Cette mise en garde est encore aujourd’hui d’actualité. Et non seulement d’actualité, mais fondamentale. Pratiquer l’aïkido sans esprit, c’est comme faire l’amour sans amour. C’est une pratique superficielle et sans âme dont on se lasse vite. Un pratiquant auquel son professeur n’enseigne que la technique, quand est passé le plaisir d’avoir été reçu au 1er ou au 2ème dan, traverse en général une crise de remise en question. En effet, quand on a fait (ou cru faire) le tour de la technique, arrive un vide, une crise de motivation. Alors que, quand on a compris que l’aïkido ne se résumait pas à l’acquisition de techniques, mais avait une autre dimension, quand on a compris que l’aïkido nous renvoyait en nous-même pour le seul combat qui ne cesse jamais, le combat contre soi-même, alors on découvre que son apprentissage n’a pas de fin, bien au contraire. Plus on avance, plus on l’aime, et plus on a soif d’apprendre et de découvrir. Un aïkidoka dont la pratique est animée par l’esprit, retirera de son art une richesse incommensurable, qui donnera à sa vie une autre dimension, et restera en lui sans être altérée par le temps qui passe.
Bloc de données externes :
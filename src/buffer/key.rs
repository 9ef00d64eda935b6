use std::ops::{Range, RangeFrom, RangeFull, RangeInclusive, RangeTo, RangeToInclusive};

/// Argument accepted by [`TemporalBuffer::get`](super::TemporalBuffer::get).
///
/// Integers address states by distance from the newest one, strings by the
/// identifier they were added under. Ranges are recognised but not served.
#[derive(Debug, Clone, PartialEq)]
pub enum TemporalKey {
    Position(i64),
    Id(String),
    Range,
    /// Any other argument kind; carries the type name for the error message
    Other(&'static str),
}

macro_rules! position_from {
    ($($ty:ty),*) => {
        $(
            impl From<$ty> for TemporalKey {
                fn from(index: $ty) -> Self {
                    // Saturate so oversized indices still report as out of range
                    TemporalKey::Position(i64::try_from(index).unwrap_or(i64::MAX))
                }
            }
        )*
    };
}

position_from!(i8, i16, i32, i64, isize, u8, u16, u32, u64, usize);

macro_rules! range_from {
    ($($ty:ty),*) => {
        $(
            impl<T> From<$ty> for TemporalKey {
                fn from(_: $ty) -> Self {
                    TemporalKey::Range
                }
            }
        )*
    };
}

range_from!(Range<T>, RangeFrom<T>, RangeTo<T>, RangeInclusive<T>, RangeToInclusive<T>);

impl From<RangeFull> for TemporalKey {
    fn from(_: RangeFull) -> Self {
        TemporalKey::Range
    }
}

impl From<&str> for TemporalKey {
    fn from(id: &str) -> Self {
        TemporalKey::Id(id.to_owned())
    }
}

impl From<String> for TemporalKey {
    fn from(id: String) -> Self {
        TemporalKey::Id(id)
    }
}

impl From<&String> for TemporalKey {
    fn from(id: &String) -> Self {
        TemporalKey::Id(id.clone())
    }
}

impl From<f32> for TemporalKey {
    fn from(_: f32) -> Self {
        TemporalKey::Other("f32")
    }
}

impl From<f64> for TemporalKey {
    fn from(_: f64) -> Self {
        TemporalKey::Other("f64")
    }
}

impl From<bool> for TemporalKey {
    fn from(_: bool) -> Self {
        TemporalKey::Other("bool")
    }
}

impl From<char> for TemporalKey {
    fn from(_: char) -> Self {
        TemporalKey::Other("char")
    }
}
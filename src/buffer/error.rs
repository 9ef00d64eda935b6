use thiserror::Error;

#[derive(Error, Debug, Clone, PartialEq, Eq)]
pub enum TemporalError {
    #[error("Index out of range: {index} (buffer holds {len} states)")]
    IndexOutOfRange { index: i64, len: usize },
    #[error("Invalid argument type: {0}")]
    InvalidArgumentType(&'static str),
    #[error("Not supported: {0}")]
    NotSupported(&'static str),
    #[error("Not implemented: {0}")]
    NotImplemented(&'static str),
    #[error("Key not found: {0}")]
    KeyNotFound(String),
    #[error("No states in the buffer")]
    EmptyBuffer,
    #[error("Invalid capacity {0}: temporal depth must be at least 1")]
    InvalidCapacity(usize),
    #[error("State has no temporal_id")]
    MissingTemporalId,
}

pub type TemporalResult<T> = Result<T, TemporalError>;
Il y a des couples, qui, quand ils arrivent au crépuscule de leur vie sont encore amoureux l’un de l’autre comme au premier jour. Il y a dans leurs yeux une lumière incroyable. C’est un ravissement de les voir, et quel exemple ! Ces couples-là sont rares. Ce sont ceux qui ont su conserver intact l’amour qui les unit. Vous pouvez vivre cette expérience dans votre rapport à l’aïkido. Si l’esprit vous anime, après 40 ans de pratique vous serez émerveillé par cet art comme vous l’avez été au premier jour. Votre passion restera intacte et traversera les ans sans être altérée. C’est un bonheur que je vous souhaite.

Si vous êtes enseignants, n’oubliez pas cette mise en garde du Maître. Votre enseignement y gagnera en qualité, et vos élèves apprécieront, car notre monde qui recèle tellement de souffrance ressent un cruel besoin de lumière et de paix.